The problem is, he doesn't put either of them in the game -- he puts in Cambiasso, a defensive midfielder, and Julio Cruz, a 2d rate striker. AND NOW HE'S OUT OF SUBS. Neither Aimar nor Messi can see any action at all in Argentina's most important game of the last 20 years. So when Germany, predictably, scores and they go into extra time, he's got the wrong damned team out there. The rest was completely predictable.
I cannot even imagine how angry I'd be if I were Argentine. If you have Argentine friends and want to display your deep sympathy for them, just walk up to them and say "Julio Cruz? Julio Cruz??" Tears should be welling up in your eyes as you do this.

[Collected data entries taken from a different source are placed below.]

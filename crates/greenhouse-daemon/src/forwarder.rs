//! Bridge from the sensor engine's update queue to the session registry.

use std::sync::Arc;

use greenhouse_core::NodeManager;
use greenhouse_server::ClientRegistry;
use greenhouse_types::SensorUpdate;
use tokio::sync::mpsc;
use tokio::task::JoinHandle;
use tracing::{debug, trace};

/// Drain `updates` into [`ClientRegistry::broadcast_sensor_update`] until
/// every sender is dropped.
///
/// Updates still queued for a node that has since been deleted are
/// dropped, so no `sensor_update` follows its removal notice.
pub fn spawn_update_forwarder(
    nodes: Arc<NodeManager>,
    registry: Arc<ClientRegistry>,
    mut updates: mpsc::Receiver<SensorUpdate>,
) -> JoinHandle<()> {
    tokio::spawn(async move {
        while let Some(update) = updates.recv().await {
            if !nodes.contains(&update.node_id).await {
                trace!(node_id = %update.node_id, "Dropping update for removed node");
                continue;
            }
            let delivered = registry.broadcast_sensor_update(&update).await;
            trace!(node_id = %update.node_id, delivered, "Sensor update forwarded");
        }
        debug!("Update queue closed, forwarder exiting");
    })
}

#[cfg(test)]
#[allow(clippy::unwrap_used)]
mod tests {
    use greenhouse_types::{EventKind, NodeId, NodeSpec, Snapshot, WindowLevel};

    use super::*;

    fn update(node: &str) -> SensorUpdate {
        SensorUpdate::now(
            NodeId::from(node),
            Snapshot {
                temperature: 20.0,
                humidity: 50.0,
                light: 10_000.0,
                ph: 6.5,
                fan: false,
                water_pump: false,
                co2: false,
                window: WindowLevel::Closed,
            },
        )
    }

    async fn node_manager(ids: &[&str]) -> Arc<NodeManager> {
        let nodes = Arc::new(NodeManager::default());
        for id in ids {
            let spec = NodeSpec {
                id: Some(NodeId::from(*id)),
                ..NodeSpec::default()
            };
            nodes.add_node(spec).await;
        }
        nodes
    }

    #[tokio::test]
    async fn forwards_only_to_interested_sessions() {
        let nodes = node_manager(&["a", "b"]).await;
        let registry = Arc::new(ClientRegistry::new());
        let (session_tx, mut session_rx) = mpsc::channel(8);
        let session = registry.add_session(session_tx).await;
        registry
            .subscribe(session, &[EventKind::SensorUpdate], &[String::from("a")])
            .await;

        let (tx, rx) = mpsc::channel(8);
        let handle = spawn_update_forwarder(nodes, Arc::clone(&registry), rx);
        tx.send(update("b")).await.unwrap();
        tx.send(update("a")).await.unwrap();
        drop(tx);
        handle.await.unwrap();

        let line = session_rx.try_recv().unwrap();
        assert!(line.contains("\"nodeId\":\"a\""));
        assert!(line.ends_with('\n'));
        assert!(session_rx.try_recv().is_err());
    }

    #[tokio::test]
    async fn queued_updates_for_deleted_nodes_are_dropped() {
        let nodes = node_manager(&["a"]).await;
        let registry = Arc::new(ClientRegistry::new());
        let (session_tx, mut session_rx) = mpsc::channel(8);
        let session = registry.add_session(session_tx).await;
        registry.subscribe(session, &[EventKind::SensorUpdate], &[]).await;

        let (tx, rx) = mpsc::channel(8);
        tx.send(update("a")).await.unwrap();
        nodes.delete_node(&NodeId::from("a")).await;
        let handle = spawn_update_forwarder(Arc::clone(&nodes), Arc::clone(&registry), rx);
        drop(tx);
        handle.await.unwrap();

        assert!(session_rx.try_recv().is_err());
    }
}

This Argentine team deserved better -- they had the talent, and showed in snatches the ability, to play at truly heavenly heights. Though at least the Germans, this time around, are playing some beautiful attacking soccer. If the Germans had won the last time it would have been a travesty -- even die-hard German fans admit that the team's presence in the Final was more the result of having an easy draw (getting the USA and S. Korea in the quarterfinals and semifinals ain't exactly tough going -- and the US outplayed them, to boot) than great soccer playing. But this year's team is, I have to admit, fun to watch.
Nation-Building:
With all the lip-flapping about nation-building going on, here's a thought that is, alas, way too simple (and way too obvious) to ever be taken seriously. Aprroximately two billion people out there care more about the outcome of the World Cup than about pretty much anything else. Or, more precisely: people care more deeply about the fate of their national team than they do about damned near anything else in life. That goes for people in the Ivory Coast and for people in Germany and in Iran and in just about everyplace on earth. A hundred million dollars to build up Iraq's soccer team would do more for nation-building than any other damned thing we could possibly do -- why nobody sees this is totally beyond me.